Avion vol domestique
4,0 kg
Voiture en mono utilisateur
3,5 kg
Avion long courrier
3,0 kg
Voiture à 2
1,7 kg
Bus
0,9 kg
Voiture à 4
0,8 kg
Ferry/Cargo
Moins de 0,1 kg
Train
0,8 kg
Marche/vélo
négligeable

·       
Le train : faisant partie des transports les moins polluants, le train existe dans quasiment tous les pays et franchit les frontières à des tarifs abordables. Il est tout à fait possible de relier un petit village de France et l’océan Pacifique par les rails, en montant à bord du transsibérien ou du transmongolien. Il existe par ailleurs encore de nombreuses lignes de chemins de fer touristiques qui offrent des panoramas magnifiques et permettent de passer dans des endroits inaccessibles, notamment en montagne. Offrant souvent un réel témoignage de l’Histoire, le train permet aussi une transition progressive vers la destination, la rencontre des populations locales, d’admirer les paysages des pays traversés.
·        Le ferry : l’impact sur l’environnement d’un trajet en ferry par personne est faible vu le nombre de passager que peut transporter ce type d’embarcation. La part d’émissions de GES par personne est moins élevée que le train. Les mers couvrant 72% de la surface de la Terre, quasiment toutes les destinations sont accessibles par bateau. Il est aujourd’hui possible de voyager sur toutes sortes de navires. Au départ de la France, on atteint la Scandinavie et le Maroc en 2 jours, les Etats Unis en 2 semaines et l’Asie en 1 mois.
·        Le bus : en termes d’émissions de CO2, un trajet en bus équivaut à un trajet en voiture de 4 personnes. Toutes les destinations sont accessibles en Europe, il est même possible de rouler jusqu’en Russie.
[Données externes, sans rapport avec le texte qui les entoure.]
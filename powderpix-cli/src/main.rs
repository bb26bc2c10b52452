//! powderpix CLI - Command-line interface for powder diffraction integration.
//!
//! Reads a text image and a JSON detector calibration, and writes reduced
//! profiles, Q by azimuth maps or outlier masks.
#![allow(clippy::too_many_lines, clippy::struct_excessive_bools)]

use clap::{Parser, Subcommand, ValueEnum};

use powderpix_algorithms::{
    outlier_mask, remap_image, Dimensions, ErrorModel, ImageInput, IntegrationConfig,
    IntegrationResult, OutlierConfig, OutlierSide, PixelIntegrator, RemapGrid, XAxis,
};
use powderpix_core::{two_theta_from_q, DiffractionMetadata, Map2D};
use powderpix_io::{
    load_integration_config, load_metadata, read_text_image, read_text_mask, DataFileWriter,
};
use std::path::{Path, PathBuf};
use std::time::Instant;
use thiserror::Error;

/// Result type for CLI operations.
type Result<T> = std::result::Result<T, CliError>;

/// CLI error types.
#[derive(Error, Debug)]
enum CliError {
    #[error("I/O error: {0}")]
    PowderpixIo(#[from] powderpix_io::Error),

    #[error("Core error: {0}")]
    Core(#[from] powderpix_core::Error),

    #[error("Invalid argument: {0}")]
    Argument(String),
}

/// Radial quantity selection.
#[derive(Debug, Clone, Copy, ValueEnum)]
enum Quantity {
    /// Scattering vector magnitude |Q| in 1/Å
    Q,
    /// Scattering angle 2θ in degrees
    Angle,
    /// d-spacing in Å
    Resolution,
    /// Distance from the beam centre in pixels
    Pixel,
}

impl From<Quantity> for XAxis {
    fn from(quantity: Quantity) -> Self {
        match quantity {
            Quantity::Q => XAxis::Q,
            Quantity::Angle => XAxis::Angle,
            Quantity::Resolution => XAxis::Resolution,
            Quantity::Pixel => XAxis::Pixel,
        }
    }
}

/// Outlier side selection.
#[derive(Debug, Clone, Copy, ValueEnum)]
enum Side {
    /// Reject values below the median
    Low,
    /// Reject values above the median
    High,
    /// Reject deviations in either direction
    Both,
}

impl From<Side> for OutlierSide {
    fn from(side: Side) -> Self {
        match side {
            Side::Low => OutlierSide::Low,
            Side::High => OutlierSide::High,
            Side::Both => OutlierSide::Both,
        }
    }
}

/// Azimuthal integration of powder diffraction images.
#[derive(Parser)]
#[command(name = "powderpix")]
#[command(author, version, about, long_about = None)]
struct Cli {
    /// Verbose (debug) logging
    #[arg(short, long, global = true)]
    verbose: bool,

    #[command(subcommand)]
    command: Commands,
}

/// Image, mask and calibration shared by the processing commands.
#[derive(clap::Args)]
struct ImageArgs {
    /// Input image (text matrix, one row per line)
    image: PathBuf,

    /// Detector calibration (JSON)
    #[arg(short, long)]
    calibration: PathBuf,

    /// Mask (text matrix, non-zero keeps a pixel)
    #[arg(short, long)]
    mask: Option<PathBuf>,
}

#[derive(Subcommand)]
enum Commands {
    /// Integrate an image into a 1D profile or a 2D map
    Integrate {
        #[command(flatten)]
        source: ImageArgs,

        /// Output file (CSV for profiles, text matrix for maps)
        #[arg(short, long)]
        output: PathBuf,

        /// Integration configuration (JSON); replaces the options below
        #[arg(long)]
        config: Option<PathBuf>,

        /// Number of radial bins
        #[arg(long, default_value = "1000")]
        bins: usize,

        /// Number of azimuthal bins
        #[arg(long, default_value = "360")]
        azimuthal_bins: usize,

        /// Radial quantity
        #[arg(short = 'x', long, value_enum, default_value = "q")]
        axis: Quantity,

        /// Radial range (two values)
        #[arg(long, num_args = 2, value_names = ["MIN", "MAX"], allow_negative_numbers = true)]
        radial_range: Option<Vec<f64>>,

        /// Azimuthal range in degrees (two values)
        #[arg(long, num_args = 2, value_names = ["MIN", "MAX"], allow_negative_numbers = true)]
        azimuthal_range: Option<Vec<f64>>,

        /// Split pixels over the bins they overlap
        #[arg(long)]
        split: bool,

        /// Log10-spaced radial bins
        #[arg(long)]
        log_radial: bool,

        /// Produce a 2D map instead of a profile
        #[arg(long)]
        map: bool,

        /// Use azimuth as the x axis
        #[arg(long)]
        azimuthal_x: bool,

        /// Propagate Poisson errors
        #[arg(long)]
        poisson: bool,

        /// Keep NaN in empty bins
        #[arg(long)]
        no_sanitise: bool,
    },

    /// Compute an outlier mask from per-bin median and MAD
    Outliers {
        #[command(flatten)]
        source: ImageArgs,

        /// Output mask file
        #[arg(short, long)]
        output: PathBuf,

        /// MAD multiple beyond which a pixel is rejected
        #[arg(long, default_value = "3.0")]
        scale: f64,

        /// Side(s) to reject
        #[arg(long, value_enum, default_value = "both")]
        side: Side,

        /// Number of radial bins
        #[arg(long, default_value = "1000")]
        bins: usize,

        /// Radial quantity
        #[arg(short = 'x', long, value_enum, default_value = "q")]
        axis: Quantity,
    },

    /// Remap an image onto a regular Q by azimuth grid
    Remap {
        #[command(flatten)]
        source: ImageArgs,

        /// Output map file
        #[arg(short, long)]
        output: PathBuf,

        /// Number of Q columns
        #[arg(long, default_value = "500")]
        q_bins: usize,

        /// Number of azimuthal rows
        #[arg(long, default_value = "360")]
        azimuthal_bins: usize,

        /// Q range in 1/Å (two values)
        #[arg(long, num_args = 2, value_names = ["MIN", "MAX"])]
        q_range: Option<Vec<f64>>,

        /// Split pixels over the cells they overlap
        #[arg(long)]
        split: bool,
    },

    /// Show detector and beam information from a calibration
    Info {
        /// Detector calibration (JSON)
        calibration: PathBuf,
    },
}

fn main() -> Result<()> {
    let cli = Cli::parse();
    let level = if cli.verbose { "debug" } else { "info" };
    env_logger::Builder::from_env(env_logger::Env::default().default_filter_or(level)).init();

    match cli.command {
        Commands::Integrate {
            source,
            output,
            config,
            bins,
            azimuthal_bins,
            axis,
            radial_range,
            azimuthal_range,
            split,
            log_radial,
            map,
            azimuthal_x,
            poisson,
            no_sanitise,
        } => {
            let config = match config {
                Some(path) => load_integration_config(path)?,
                None => {
                    let mut config = IntegrationConfig::new()
                        .with_bins(bins)
                        .with_azimuthal_bins(azimuthal_bins)
                        .with_x_axis(axis.into())
                        .with_pixel_splitting(split)
                        .with_log_radial(log_radial)
                        .with_azimuthal_x(azimuthal_x)
                        .with_sanitise(!no_sanitise);
                    if let Some([min, max]) = pair(radial_range.as_deref())? {
                        config = config.with_radial_range(min, max);
                    }
                    if let Some([min, max]) = pair(azimuthal_range.as_deref())? {
                        config = config.with_azimuthal_range(min, max);
                    }
                    if map {
                        config = config.with_dimensions(Dimensions::Two);
                    }
                    if poisson {
                        config = config.with_error_model(ErrorModel::Poisson);
                    }
                    config
                }
            };

            let (md, image, mask) = load_source(&source)?;
            let input = ImageInput::new(image.view()).with_optional_mask(mask.as_ref().map(|m| m.view()));
            let integrator = PixelIntegrator::new(config)?;

            let start = Instant::now();
            let result = integrator.integrate(&input, Some(&md))?;
            log::info!(
                "Integrated {:?} image in {:.3}s",
                image.dim(),
                start.elapsed().as_secs_f64()
            );

            match result {
                IntegrationResult::Profile(profile) => {
                    DataFileWriter::create(&output)?.write_profile_csv(&profile)?;
                    println!(
                        "Wrote {} bins to {}",
                        profile.intensity.len(),
                        output.display()
                    );
                }
                IntegrationResult::Map(map) => {
                    write_map(&map, &output)?;
                }
            }
        }

        Commands::Outliers {
            source,
            output,
            scale,
            side,
            bins,
            axis,
        } => {
            let (md, image, mask) = load_source(&source)?;
            let input = ImageInput::new(image.view()).with_optional_mask(mask.as_ref().map(|m| m.view()));
            let config = OutlierConfig::default()
                .with_scale(scale)
                .with_side(side.into())
                .with_bins(bins)
                .with_x_axis(axis.into());

            let start = Instant::now();
            let result = outlier_mask(&input, &md, &config)?;
            let rejected = result.iter().filter(|keep| !**keep).count();
            log::info!("Outlier pass took {:.3}s", start.elapsed().as_secs_f64());

            DataFileWriter::create(&output)?.write_mask(&result)?;
            println!(
                "Rejected {rejected} of {} pixels; mask written to {}",
                result.len(),
                output.display()
            );
        }

        Commands::Remap {
            source,
            output,
            q_bins,
            azimuthal_bins,
            q_range,
            split,
        } => {
            let (md, image, mask) = load_source(&source)?;
            let input = ImageInput::new(image.view()).with_optional_mask(mask.as_ref().map(|m| m.view()));
            let mut grid = RemapGrid::new(q_bins, azimuthal_bins);
            if let Some([min, max]) = pair(q_range.as_deref())? {
                grid = grid.with_q_range(min, max);
            }

            let start = Instant::now();
            let map = remap_image(&input, &md, &grid, split)?;
            log::info!("Remapped in {:.3}s", start.elapsed().as_secs_f64());
            write_map(&map, &output)?;
        }

        Commands::Info { calibration } => {
            let md = load_metadata(&calibration)?;
            print_info(&calibration, &md)?;
        }
    }

    Ok(())
}

fn pair(values: Option<&[f64]>) -> Result<Option<[f64; 2]>> {
    match values {
        None => Ok(None),
        Some(&[min, max]) => Ok(Some([min, max])),
        Some(other) => Err(CliError::Argument(format!(
            "expected two values, got {}",
            other.len()
        ))),
    }
}

type Source = (
    DiffractionMetadata,
    ndarray::Array2<f64>,
    Option<ndarray::Array2<bool>>,
);

fn load_source(source: &ImageArgs) -> Result<Source> {
    let md = load_metadata(&source.calibration)?;
    let image = read_text_image(&source.image)?;
    let mask = source.mask.as_ref().map(read_text_mask).transpose()?;
    let expected = md.detector.image_shape();
    if image.dim() != expected {
        log::warn!(
            "image shape {:?} differs from calibrated detector {:?}",
            image.dim(),
            expected
        );
    }
    Ok((md, image, mask))
}

fn sibling(path: &Path, suffix: &str) -> PathBuf {
    let stem = path
        .file_stem()
        .map_or_else(|| "map".into(), |s| s.to_string_lossy().into_owned());
    path.with_file_name(format!("{stem}.{suffix}.csv"))
}

fn write_map(map: &Map2D, output: &Path) -> Result<()> {
    DataFileWriter::create(output)?.write_map_text(map)?;
    let x_path = sibling(output, "x");
    let y_path = sibling(output, "y");
    DataFileWriter::create(&x_path)?.write_axis_csv(&map.x_axis)?;
    DataFileWriter::create(&y_path)?.write_axis_csv(&map.y_axis)?;
    let (rows, columns) = map.intensity.dim();
    println!(
        "Wrote {rows}x{columns} map to {} (axes: {}, {})",
        output.display(),
        x_path.display(),
        y_path.display()
    );
    Ok(())
}

fn print_info(path: &Path, md: &DiffractionMetadata) -> Result<()> {
    let detector = &md.detector;
    let (px, py) = detector.pixel_counts();
    let (h, v) = detector.pixel_size();
    let (cx, cy) = detector.beam_centre_coords()?;
    let max_q = md.max_q();

    println!("Calibration: {}", path.display());
    println!("Detector: {px} x {py} pixels of {h} x {v} mm");
    println!("Beam centre: ({cx:.3}, {cy:.3}) pixels");
    println!("Distance: {:.3} mm", detector.distance_to_beam_centre()?);
    println!("Wavelength: {:.5} Å", md.wavelength());
    println!("Q range: 0 - {max_q:.4} 1/Å");
    println!(
        "2-theta range: 0 - {:.3} degrees",
        two_theta_from_q(max_q, md.wavelength())
    );
    Ok(())
}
Le bus offre les mêmes avantages de transition douce que le train.
·        La voiture : comme nous l’avons comparé avec le bus, si elle est bien remplie, ce n’est pas le plus polluant des moyens de transport.
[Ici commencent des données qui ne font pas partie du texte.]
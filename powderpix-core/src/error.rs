//! Error types for powderpix-core.

use thiserror::Error;

/// Result type alias for powderpix operations.
pub type Result<T> = std::result::Result<T, Error>;

/// Core error types for powderpix operations.
#[derive(Error, Debug, Clone, PartialEq)]
pub enum Error {
    /// An array does not have the shape of the image it accompanies.
    #[error("shape mismatch: expected {expected:?}, found {found:?}")]
    ShapeMismatch {
        expected: (usize, usize),
        found: (usize, usize),
    },

    /// A ray or direction never meets the detector plane.
    #[error("no physical intersection: {0}")]
    NoIntersection(String),

    /// The image carries no usable diffraction metadata.
    #[error("no detector geometry available for this image")]
    MissingGeometry,

    /// Detector geometry parameters are inconsistent.
    #[error("invalid detector geometry: {0}")]
    InvalidGeometry(String),

    /// Configuration error.
    #[error("configuration error: {0}")]
    InvalidConfig(String),
}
·        Les transports non motorisés : ce sont les transports les moins polluants. Entre la randonnée équestre, pédestre, avec des ânes de bâts pour porter les bagages, les VTT ou les vélos électriques pour les moins sportifs, le canoë, le ski, les rollers…. qu’on soit professionnel ou amateur, à la recherche de sensation ou simplement de moyens de transport doux pour l’environnement.
 
Les dangers du réchauffement
Le réchauffement climatique est une réelle menace pour l’industrie du voyage qui doit agir pour assurer son avenir.
Les études sur les conséquences du dérèglement climatique sur le secteur touristique parlent d’impacts potentiels et non encore prévisibles. Toutefois, de nombreuses hypothèses sont avancées et exploitées afin de prévenir les changements dont pourrait être affectée le tourisme.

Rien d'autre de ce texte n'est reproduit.